World Books Challenge : Pérou, Qui a tué Palomino Moléro ?
Pour le Pérou, je lis un auteur qui a obtenu le prix Nobel de littérature cette année et je valide un nouveau continent pour le challenge : littérature policière des cinq continents. Car oui, ce roman est un roman policier, ce qui ne semble pourtant pas être le genre de prédilection de Mario Vargas Llosa.
Certes, l'histoire policière n'est pas vraiment le coeur de ce roman mais elle est tout de même très bien menée. L'auteur prend un point de vue original, celui d'un des policiers menant l'enquête, mais pas celui DU policier. Car le jeune gendarme Lituma, qui est le héros du livre, n'est vraiment qu'un modeste assistant et ne résoudrait sans doute rien sans son supérieur. Les moyens de la gendarmerie semble d'ailleurs dérisoires. Le crime est sordide mais n'intéresse pas la hiérarchie, il dérange même à haut niveau. Le gendarme et son supérieur doivent mener l'enquête avec uniquement leur amour pour la vérité, se déplaçant en stop au milieu des poules.
On en arrive à ce qui fait la grande valeur du livre : cette description vivante et précise d'un Pérou jovial et populaire. En toile fond, un aperçu de la situation sociale : manque de moyens, tensions raciales, clivages. Mais le ton reste plus gai, presque comique. Le style est piquant, un peu familier. Au milieu de l'histoire triste et sordide du meurtre, on trouve des personnages décalés comme cette patronne de bar, d'un certain age, ronde et mariée et dont le lieutenant est très crument amoureux. Le personnage central lui même apporte beaucoup de légèreté avec sa naïveté et sa bonhomie.
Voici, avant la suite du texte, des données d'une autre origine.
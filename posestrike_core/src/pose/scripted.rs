use std::collections::{HashMap, VecDeque};

use pose_data::landmark::Keypoint;

use crate::pose::source::{LandmarkSource, ReferenceImages};

/// Detector stand-in that replays canned results per image label.
///
/// Each label owns a queue of responses; every `infer` pops the next one and
/// the last response repeats once the queue runs dry. Unknown labels yield no
/// keypoints. Images are plain labels, so the same type also resolves
/// reference identifiers.
#[derive(Debug, Clone, Default)]
pub struct ScriptedSource {
    responses: HashMap<String, VecDeque<Vec<Keypoint>>>,
    calls: usize,
}

impl ScriptedSource {
    pub fn new() -> Self {
        Self::default()
    }

    /// Queues one more response for `label`.
    pub fn push(&mut self, label: impl Into<String>, keypoints: Vec<Keypoint>) -> &mut Self {
        self.responses
            .entry(label.into())
            .or_default()
            .push_back(keypoints);
        self
    }

    pub fn with(mut self, label: impl Into<String>, keypoints: Vec<Keypoint>) -> Self {
        self.push(label, keypoints);
        self
    }

    /// Number of `infer` calls served so far.
    pub fn calls(&self) -> usize {
        self.calls
    }
}

impl LandmarkSource<String> for ScriptedSource {
    fn infer(&mut self, image: &String) -> Vec<Keypoint> {
        self.calls += 1;
        match self.responses.get_mut(image) {
            Some(queue) if queue.len() > 1 => queue.pop_front().unwrap_or_default(),
            Some(queue) => queue.front().cloned().unwrap_or_default(),
            None => Vec::new(),
        }
    }
}

/// Reference resolver for label-addressed images: the identifier is the image.
#[derive(Debug, Clone, Copy, Default)]
pub struct LabelImages;

impl ReferenceImages<String> for LabelImages {
    fn resolve(&mut self, image: &str) -> anyhow::Result<String> {
        Ok(image.to_string())
    }
}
Cependant, l'histoire centrale n'est pas négligée et l'on suit l'enquête avec une grande curiosité. Les personnages que l'on rencontre sont toujours très bien ciselés, difficilement saisissables, loin d'être des caricatures ou des simple représentant de leur milieu social. Comme les deux enquêteurs, on s'attache au jeune homme qui s'est fait tué : innocent, gentil et amoureux. On imagine son chant sur la plage, on entend sa musique. Le roman nous transporte avec lui et nous touche profondément. La fin, amère, nous ne déçoit pas...
World Books Challenge : Australie, La loi de la tribu
Cet article est aussi le premier dans le cadre du défi littérature policière des 5 continents et ouvre la danse avec l'Océanie !
Bien que Arthur Upfield soit un écrivain britannique c'est lui que je choisis pour l'Australie car c'est le pays où il a passé la plus grande partie de sa vie et je le considère donc comme australien d'adoption. Sans compter que tous les "blancs" australiens sont en fait d'anciens immigrés d'Europe. Arthur Upfield y est arrivé à 22 ans, en 1810. Il faisait partie de tous ses jeunes européens qui après un échec sur le vieux continent rêvaient d'un monde meilleur. Il est connu pour ses romans policiers mettant en scène l'inspecteur Napoléon Bonaparte, né d'une mère aborigène et d'un père blanc.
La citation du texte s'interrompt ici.